-- TASK GOAL --
Could you filter the records below and keep only the lines with the word "preimage"?

**** INFORMATION SUPPLIED

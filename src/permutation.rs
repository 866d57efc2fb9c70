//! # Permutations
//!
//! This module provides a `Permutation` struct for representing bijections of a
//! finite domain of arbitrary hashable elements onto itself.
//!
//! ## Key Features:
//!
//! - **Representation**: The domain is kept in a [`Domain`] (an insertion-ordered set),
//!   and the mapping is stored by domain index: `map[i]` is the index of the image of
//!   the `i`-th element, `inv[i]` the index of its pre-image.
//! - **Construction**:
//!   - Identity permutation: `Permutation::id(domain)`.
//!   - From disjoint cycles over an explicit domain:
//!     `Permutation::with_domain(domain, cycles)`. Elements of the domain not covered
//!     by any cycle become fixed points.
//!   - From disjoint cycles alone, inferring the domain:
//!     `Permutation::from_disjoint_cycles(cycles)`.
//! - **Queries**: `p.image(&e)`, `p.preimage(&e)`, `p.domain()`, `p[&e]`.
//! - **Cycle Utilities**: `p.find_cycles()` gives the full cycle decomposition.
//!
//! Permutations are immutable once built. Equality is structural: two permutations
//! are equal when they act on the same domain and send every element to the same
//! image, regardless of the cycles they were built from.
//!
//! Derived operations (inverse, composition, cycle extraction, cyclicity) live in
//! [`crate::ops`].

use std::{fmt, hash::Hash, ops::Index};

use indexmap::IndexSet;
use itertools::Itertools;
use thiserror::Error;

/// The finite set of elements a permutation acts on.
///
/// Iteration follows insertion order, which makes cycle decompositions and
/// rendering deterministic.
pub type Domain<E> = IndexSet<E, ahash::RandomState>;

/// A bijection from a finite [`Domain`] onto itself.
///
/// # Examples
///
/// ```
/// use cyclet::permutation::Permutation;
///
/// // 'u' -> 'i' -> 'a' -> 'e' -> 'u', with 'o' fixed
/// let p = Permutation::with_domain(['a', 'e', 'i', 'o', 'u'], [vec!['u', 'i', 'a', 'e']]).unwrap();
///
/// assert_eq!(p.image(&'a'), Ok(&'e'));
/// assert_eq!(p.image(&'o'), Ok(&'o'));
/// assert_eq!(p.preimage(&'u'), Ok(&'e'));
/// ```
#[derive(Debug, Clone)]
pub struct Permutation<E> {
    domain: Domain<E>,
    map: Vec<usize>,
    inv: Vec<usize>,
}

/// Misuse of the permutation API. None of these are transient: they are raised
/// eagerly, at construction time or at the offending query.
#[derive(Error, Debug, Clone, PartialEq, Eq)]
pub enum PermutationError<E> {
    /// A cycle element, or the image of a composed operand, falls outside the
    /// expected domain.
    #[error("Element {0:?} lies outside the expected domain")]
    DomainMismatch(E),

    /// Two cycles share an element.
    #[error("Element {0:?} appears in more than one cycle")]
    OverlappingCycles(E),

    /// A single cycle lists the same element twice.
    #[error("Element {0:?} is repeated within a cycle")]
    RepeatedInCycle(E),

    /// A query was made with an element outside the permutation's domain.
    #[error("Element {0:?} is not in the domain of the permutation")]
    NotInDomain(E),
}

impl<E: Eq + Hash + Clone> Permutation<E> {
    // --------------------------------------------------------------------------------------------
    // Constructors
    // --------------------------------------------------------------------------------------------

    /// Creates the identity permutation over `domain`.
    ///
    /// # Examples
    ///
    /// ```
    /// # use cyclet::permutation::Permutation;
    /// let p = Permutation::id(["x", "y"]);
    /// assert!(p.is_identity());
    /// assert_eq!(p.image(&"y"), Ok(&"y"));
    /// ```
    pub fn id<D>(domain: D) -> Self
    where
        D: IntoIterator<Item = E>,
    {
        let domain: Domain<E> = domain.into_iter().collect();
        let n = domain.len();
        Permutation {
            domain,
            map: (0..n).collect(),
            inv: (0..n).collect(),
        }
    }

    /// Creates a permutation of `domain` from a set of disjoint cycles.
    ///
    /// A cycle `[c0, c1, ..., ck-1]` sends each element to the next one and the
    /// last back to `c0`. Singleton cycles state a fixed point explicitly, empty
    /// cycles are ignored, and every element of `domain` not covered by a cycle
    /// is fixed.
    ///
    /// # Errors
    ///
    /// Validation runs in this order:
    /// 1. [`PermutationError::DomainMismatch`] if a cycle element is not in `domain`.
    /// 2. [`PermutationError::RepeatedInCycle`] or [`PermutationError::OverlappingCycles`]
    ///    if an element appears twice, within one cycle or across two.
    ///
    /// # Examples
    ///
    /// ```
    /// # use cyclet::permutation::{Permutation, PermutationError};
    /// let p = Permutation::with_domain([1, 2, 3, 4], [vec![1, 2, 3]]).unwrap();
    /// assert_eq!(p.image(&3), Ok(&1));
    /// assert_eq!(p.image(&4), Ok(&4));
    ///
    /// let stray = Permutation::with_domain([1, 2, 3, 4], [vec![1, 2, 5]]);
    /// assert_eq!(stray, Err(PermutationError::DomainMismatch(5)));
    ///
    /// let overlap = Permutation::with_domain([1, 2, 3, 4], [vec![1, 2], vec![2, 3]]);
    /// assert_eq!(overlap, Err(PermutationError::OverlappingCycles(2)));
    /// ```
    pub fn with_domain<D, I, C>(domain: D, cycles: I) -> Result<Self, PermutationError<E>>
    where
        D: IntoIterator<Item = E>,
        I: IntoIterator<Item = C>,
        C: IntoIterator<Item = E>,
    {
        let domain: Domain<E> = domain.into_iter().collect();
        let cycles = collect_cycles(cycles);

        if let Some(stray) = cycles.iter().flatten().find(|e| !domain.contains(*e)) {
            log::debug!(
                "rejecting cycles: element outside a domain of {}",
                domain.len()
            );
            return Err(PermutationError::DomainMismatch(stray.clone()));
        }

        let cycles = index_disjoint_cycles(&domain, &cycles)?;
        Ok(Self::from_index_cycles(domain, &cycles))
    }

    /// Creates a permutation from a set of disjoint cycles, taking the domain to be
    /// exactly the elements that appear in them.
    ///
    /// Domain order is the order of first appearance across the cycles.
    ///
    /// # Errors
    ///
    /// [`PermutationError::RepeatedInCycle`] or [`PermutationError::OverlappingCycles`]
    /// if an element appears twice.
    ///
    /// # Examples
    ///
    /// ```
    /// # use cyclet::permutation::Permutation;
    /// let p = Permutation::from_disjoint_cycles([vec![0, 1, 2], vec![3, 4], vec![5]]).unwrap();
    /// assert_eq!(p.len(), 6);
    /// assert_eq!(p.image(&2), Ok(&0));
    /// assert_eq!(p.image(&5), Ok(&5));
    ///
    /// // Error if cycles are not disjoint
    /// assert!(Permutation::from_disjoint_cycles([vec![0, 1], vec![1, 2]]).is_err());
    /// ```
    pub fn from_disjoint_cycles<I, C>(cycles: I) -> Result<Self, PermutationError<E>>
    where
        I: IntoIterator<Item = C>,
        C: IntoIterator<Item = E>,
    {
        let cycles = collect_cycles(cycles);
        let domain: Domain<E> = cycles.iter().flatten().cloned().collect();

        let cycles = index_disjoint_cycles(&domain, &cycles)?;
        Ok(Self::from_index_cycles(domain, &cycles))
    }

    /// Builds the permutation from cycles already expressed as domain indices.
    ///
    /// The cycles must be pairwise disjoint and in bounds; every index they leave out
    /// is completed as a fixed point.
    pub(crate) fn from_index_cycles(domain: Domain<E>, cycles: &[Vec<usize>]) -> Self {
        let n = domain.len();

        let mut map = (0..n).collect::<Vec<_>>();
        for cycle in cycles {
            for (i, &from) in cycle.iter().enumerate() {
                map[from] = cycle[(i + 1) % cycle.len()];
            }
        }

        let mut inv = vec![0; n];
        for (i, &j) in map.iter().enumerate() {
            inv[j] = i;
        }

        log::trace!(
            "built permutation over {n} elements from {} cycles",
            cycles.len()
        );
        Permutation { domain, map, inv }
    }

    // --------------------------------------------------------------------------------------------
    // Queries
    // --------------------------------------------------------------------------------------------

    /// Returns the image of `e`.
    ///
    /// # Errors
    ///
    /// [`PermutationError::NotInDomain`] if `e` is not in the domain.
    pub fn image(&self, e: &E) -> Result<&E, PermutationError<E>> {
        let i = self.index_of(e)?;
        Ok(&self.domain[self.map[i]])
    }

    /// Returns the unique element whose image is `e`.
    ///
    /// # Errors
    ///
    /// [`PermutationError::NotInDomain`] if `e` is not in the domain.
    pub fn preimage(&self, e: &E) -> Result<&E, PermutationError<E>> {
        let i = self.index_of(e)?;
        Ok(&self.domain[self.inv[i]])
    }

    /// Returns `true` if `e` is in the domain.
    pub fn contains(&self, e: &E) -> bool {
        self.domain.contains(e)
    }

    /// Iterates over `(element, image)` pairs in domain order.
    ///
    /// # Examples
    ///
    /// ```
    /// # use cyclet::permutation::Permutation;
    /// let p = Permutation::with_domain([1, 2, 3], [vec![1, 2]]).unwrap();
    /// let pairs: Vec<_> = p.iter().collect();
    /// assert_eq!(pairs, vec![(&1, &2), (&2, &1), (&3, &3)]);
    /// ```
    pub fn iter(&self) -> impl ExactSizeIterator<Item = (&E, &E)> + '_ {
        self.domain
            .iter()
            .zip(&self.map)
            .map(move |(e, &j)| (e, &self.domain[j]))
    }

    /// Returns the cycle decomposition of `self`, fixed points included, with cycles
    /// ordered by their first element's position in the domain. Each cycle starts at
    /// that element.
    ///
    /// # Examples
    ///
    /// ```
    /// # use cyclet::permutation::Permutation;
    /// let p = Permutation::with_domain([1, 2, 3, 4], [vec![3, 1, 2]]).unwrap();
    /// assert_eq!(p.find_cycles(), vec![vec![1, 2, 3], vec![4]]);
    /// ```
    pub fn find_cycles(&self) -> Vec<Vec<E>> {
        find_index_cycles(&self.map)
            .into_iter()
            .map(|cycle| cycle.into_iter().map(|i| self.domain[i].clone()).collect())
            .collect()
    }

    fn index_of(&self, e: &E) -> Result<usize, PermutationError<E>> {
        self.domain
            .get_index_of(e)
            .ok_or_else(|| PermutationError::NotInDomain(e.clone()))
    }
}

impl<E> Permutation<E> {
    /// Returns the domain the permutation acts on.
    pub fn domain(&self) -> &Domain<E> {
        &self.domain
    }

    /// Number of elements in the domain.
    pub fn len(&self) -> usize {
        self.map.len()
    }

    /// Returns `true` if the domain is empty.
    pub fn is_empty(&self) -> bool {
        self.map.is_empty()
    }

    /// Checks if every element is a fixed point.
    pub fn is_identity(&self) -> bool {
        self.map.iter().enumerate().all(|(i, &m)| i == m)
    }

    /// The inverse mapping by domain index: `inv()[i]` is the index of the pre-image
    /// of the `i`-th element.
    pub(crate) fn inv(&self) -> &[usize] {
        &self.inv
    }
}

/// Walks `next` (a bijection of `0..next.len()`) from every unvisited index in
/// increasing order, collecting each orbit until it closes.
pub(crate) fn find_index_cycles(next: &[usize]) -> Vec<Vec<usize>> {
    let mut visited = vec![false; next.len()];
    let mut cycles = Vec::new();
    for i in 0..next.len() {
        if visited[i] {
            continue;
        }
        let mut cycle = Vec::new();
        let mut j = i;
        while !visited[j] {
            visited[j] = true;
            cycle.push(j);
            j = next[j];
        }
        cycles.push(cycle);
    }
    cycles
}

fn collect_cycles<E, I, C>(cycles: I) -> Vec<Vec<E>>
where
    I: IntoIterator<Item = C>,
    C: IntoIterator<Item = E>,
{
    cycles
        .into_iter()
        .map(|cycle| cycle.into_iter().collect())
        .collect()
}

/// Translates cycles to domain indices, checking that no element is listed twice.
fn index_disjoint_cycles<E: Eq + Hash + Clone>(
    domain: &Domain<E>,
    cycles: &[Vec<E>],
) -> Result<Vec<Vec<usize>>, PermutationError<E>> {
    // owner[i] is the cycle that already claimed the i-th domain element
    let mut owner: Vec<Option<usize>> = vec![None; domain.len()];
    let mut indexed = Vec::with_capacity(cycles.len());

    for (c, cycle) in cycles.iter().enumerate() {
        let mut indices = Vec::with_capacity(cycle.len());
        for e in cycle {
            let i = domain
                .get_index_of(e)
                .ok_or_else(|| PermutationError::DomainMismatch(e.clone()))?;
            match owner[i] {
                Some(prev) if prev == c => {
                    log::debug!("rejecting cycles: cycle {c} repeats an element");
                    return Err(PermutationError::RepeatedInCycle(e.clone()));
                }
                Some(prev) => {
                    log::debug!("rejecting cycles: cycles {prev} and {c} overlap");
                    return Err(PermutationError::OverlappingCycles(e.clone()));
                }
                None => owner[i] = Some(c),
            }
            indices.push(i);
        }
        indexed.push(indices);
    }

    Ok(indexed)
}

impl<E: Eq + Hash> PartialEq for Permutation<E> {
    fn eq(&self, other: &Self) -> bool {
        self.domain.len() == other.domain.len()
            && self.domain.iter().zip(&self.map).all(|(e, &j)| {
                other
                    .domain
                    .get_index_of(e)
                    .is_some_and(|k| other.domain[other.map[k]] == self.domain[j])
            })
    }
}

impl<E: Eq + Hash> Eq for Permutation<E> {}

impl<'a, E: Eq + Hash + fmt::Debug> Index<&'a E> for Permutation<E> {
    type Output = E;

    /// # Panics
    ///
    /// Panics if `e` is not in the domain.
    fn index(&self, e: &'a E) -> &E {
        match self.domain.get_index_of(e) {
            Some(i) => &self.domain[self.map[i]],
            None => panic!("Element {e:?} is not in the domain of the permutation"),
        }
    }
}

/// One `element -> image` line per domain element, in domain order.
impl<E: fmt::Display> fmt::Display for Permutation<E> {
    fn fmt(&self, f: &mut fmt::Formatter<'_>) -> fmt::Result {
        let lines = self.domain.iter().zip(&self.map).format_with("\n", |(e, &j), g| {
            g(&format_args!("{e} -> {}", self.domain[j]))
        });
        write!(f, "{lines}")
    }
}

********
**** INFORMATION SUPPLIED

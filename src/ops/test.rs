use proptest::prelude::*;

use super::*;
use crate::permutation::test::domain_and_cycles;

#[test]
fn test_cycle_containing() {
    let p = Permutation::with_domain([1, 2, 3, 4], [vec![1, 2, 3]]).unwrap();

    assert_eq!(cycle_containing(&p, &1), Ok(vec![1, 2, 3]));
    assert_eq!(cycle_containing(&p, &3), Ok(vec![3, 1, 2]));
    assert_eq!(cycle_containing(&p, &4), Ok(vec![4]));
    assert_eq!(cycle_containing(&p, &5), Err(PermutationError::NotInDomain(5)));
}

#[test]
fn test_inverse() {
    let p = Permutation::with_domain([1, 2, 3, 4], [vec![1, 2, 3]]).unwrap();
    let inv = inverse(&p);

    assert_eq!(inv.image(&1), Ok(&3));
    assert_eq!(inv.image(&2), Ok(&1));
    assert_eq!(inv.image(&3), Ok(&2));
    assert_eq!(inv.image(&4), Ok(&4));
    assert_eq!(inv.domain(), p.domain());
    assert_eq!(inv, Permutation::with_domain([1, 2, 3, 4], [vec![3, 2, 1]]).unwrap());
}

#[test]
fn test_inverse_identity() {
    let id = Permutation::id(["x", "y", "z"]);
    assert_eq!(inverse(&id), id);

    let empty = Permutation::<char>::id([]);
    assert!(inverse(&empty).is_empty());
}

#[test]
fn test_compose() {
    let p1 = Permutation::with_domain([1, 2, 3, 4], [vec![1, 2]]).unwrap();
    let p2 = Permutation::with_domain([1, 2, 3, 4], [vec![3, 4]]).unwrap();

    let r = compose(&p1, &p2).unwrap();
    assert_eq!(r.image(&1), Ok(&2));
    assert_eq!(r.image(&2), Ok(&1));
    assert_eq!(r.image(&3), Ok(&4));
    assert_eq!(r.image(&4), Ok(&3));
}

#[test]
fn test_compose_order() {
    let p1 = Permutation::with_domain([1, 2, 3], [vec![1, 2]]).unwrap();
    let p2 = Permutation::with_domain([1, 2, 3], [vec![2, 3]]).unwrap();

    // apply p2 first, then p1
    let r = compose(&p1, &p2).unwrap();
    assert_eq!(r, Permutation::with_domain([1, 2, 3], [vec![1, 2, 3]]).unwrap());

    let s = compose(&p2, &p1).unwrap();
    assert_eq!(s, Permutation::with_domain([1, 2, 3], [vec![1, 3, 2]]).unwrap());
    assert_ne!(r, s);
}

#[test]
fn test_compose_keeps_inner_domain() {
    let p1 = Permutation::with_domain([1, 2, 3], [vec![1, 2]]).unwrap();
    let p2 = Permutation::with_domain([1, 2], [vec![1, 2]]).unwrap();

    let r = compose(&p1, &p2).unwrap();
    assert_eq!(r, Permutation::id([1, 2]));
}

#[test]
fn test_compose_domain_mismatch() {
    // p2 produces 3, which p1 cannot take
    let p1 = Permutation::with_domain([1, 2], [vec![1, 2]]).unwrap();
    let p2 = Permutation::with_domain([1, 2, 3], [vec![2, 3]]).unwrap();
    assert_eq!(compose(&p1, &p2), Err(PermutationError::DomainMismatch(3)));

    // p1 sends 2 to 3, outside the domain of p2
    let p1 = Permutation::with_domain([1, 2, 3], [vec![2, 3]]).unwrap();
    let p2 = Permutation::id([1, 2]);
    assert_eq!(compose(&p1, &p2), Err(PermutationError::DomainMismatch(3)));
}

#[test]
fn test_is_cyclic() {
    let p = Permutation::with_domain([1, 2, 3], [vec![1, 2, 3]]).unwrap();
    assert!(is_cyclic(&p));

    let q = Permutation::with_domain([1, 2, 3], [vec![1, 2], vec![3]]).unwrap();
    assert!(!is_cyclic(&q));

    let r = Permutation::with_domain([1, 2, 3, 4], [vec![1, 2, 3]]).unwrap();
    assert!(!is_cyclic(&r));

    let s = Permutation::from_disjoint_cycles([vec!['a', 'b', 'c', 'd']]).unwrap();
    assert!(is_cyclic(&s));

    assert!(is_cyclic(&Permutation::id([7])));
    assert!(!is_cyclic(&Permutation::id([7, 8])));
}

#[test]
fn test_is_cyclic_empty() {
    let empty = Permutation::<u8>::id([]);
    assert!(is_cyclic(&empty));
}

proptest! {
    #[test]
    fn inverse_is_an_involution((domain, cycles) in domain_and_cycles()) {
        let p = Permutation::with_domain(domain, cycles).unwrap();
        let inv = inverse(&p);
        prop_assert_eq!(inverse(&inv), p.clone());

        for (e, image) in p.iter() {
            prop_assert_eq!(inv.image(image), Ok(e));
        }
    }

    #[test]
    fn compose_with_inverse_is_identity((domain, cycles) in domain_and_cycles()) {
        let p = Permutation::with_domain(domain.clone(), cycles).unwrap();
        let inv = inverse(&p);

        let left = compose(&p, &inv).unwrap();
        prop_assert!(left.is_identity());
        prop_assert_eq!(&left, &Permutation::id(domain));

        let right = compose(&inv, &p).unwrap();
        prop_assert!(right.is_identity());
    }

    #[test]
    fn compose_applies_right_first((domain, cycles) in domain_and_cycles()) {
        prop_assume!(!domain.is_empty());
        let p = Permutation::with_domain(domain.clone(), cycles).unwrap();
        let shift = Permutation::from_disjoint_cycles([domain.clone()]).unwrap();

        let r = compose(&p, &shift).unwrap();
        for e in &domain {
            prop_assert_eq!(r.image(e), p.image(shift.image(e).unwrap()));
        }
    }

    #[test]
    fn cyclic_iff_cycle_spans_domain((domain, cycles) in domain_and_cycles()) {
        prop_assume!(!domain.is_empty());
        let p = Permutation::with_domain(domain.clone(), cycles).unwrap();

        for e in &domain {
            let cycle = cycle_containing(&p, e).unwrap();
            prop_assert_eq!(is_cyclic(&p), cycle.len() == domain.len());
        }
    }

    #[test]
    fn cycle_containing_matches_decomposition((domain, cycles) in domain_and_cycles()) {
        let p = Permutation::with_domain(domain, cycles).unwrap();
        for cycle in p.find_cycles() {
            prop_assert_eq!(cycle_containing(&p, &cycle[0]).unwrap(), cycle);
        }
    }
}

********

-- ANSWER BOX --
//! - **Queries**: `p.image(&e)`, `p.preimage(&e)`, `p.domain()`, `p[&e]`.
/// assert_eq!(p.preimage(&'u'), Ok(&'e'));
    pub fn preimage(&self, e: &E) -> Result<&E, PermutationError<E>> {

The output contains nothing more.